Download snapshots from the Wayback Machine

Project description

python wayback machine downloader

Python Version

Downloading archived web pages from the Wayback Machine.

Internet-archive is a nice source for several OSINT-information. This tool is a work in progress to query and fetch archived web pages.

This tool allows you to download content from the Wayback Machine (archive.org). You can use it to download either the latest version or all versions of web page snapshots within a specified range.

Installation

Pip

Install the package
pip install pywaybackup
Run the tool
waybackup -h

Manual

Clone the repository
git clone https://github.com/bitdruid/python-wayback-machine-downloader.git
Install
pip install .
- in a virtual env or use --break-system-package

Usage infos - important notes

Linux recommended: On Windows machines, the path length is limited.
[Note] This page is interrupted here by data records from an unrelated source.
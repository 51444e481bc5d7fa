//! **htscram** reads and writes the CRAM 3.x container format.
//!
//! CRAM is a reference-compressed, block-oriented alignment format: records
//! are batched into slices and containers, each logical data series is
//! routed through a configurable entropy/transform codec, and aligned bases
//! are stored as an edit script against the reference sequence.
//!
//! This crate is the container codec core. Text formats, BAM/BGZF I/O, and
//! reference FASTA access live upstream; the codec consumes them through
//! [`alignment::Record`], [`SamHeader`], and the
//! [`reference::ReferenceSource`] trait.
//!
//! # Examples
//!
//! ## Write and read a record
//!
//! ```
//! use htscram::{self as cram, alignment, SamHeader};
//!
//! # fn main() -> cram::Result<()> {
//! let header = SamHeader::new("@HD\tVN:1.6\n", 0);
//!
//! let mut buf = Vec::new();
//!
//! {
//!     let mut writer = cram::io::Writer::new(&mut buf);
//!     writer.write_file_definition()?;
//!     writer.write_file_header(&header)?;
//!
//!     let record = alignment::Record {
//!         name: Some("r0".into()),
//!         flags: cram::record::Flags::UNMAPPED,
//!         sequence: b"ACGT".to_vec(),
//!         quality_scores: vec![30; 4],
//!         ..Default::default()
//!     };
//!
//!     writer.write_alignment_record(&record)?;
//!     writer.try_finish()?;
//! }
//!
//! let mut reader = cram::io::Reader::new(&buf[..]);
//! reader.read_file_definition()?;
//! reader.read_file_header()?;
//!
//! let records: Vec<_> = reader.records().collect::<cram::Result<_>>()?;
//! assert_eq!(records.len(), 1);
//! assert_eq!(records[0].sequence, b"ACGT");
//! # Ok(())
//! # }
//! ```

pub mod alignment;
pub mod bai;
pub mod codecs;
pub mod container;
pub mod crai;
mod error;
pub mod file_definition;
mod header;
pub(crate) mod huffman;
pub mod io;
pub mod record;
pub mod reference;
pub mod strategy;

pub use self::{
    container::Container,
    error::{Error, Result, ValidationStringency},
    file_definition::FileDefinition,
    header::SamHeader,
    record::Record,
    strategy::CramEncodingStrategy,
};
This can only be overcome by editing the registry. Files that exceed the path length will not be downloaded.
If you query an explicit file (e.g. a query-string ?query=this or login.html), the --explicit-argument is recommended as a wildcard query may lead to an empty result.
The tool uses a sqlite database to handle snapshots. The database will only persist while the download is running.

Arguments

-h, --help: Show the help message and exit.
-a, --about: Show information about the tool and exit.

Required

-u, --url:
The URL of the web page to download. This argument is required.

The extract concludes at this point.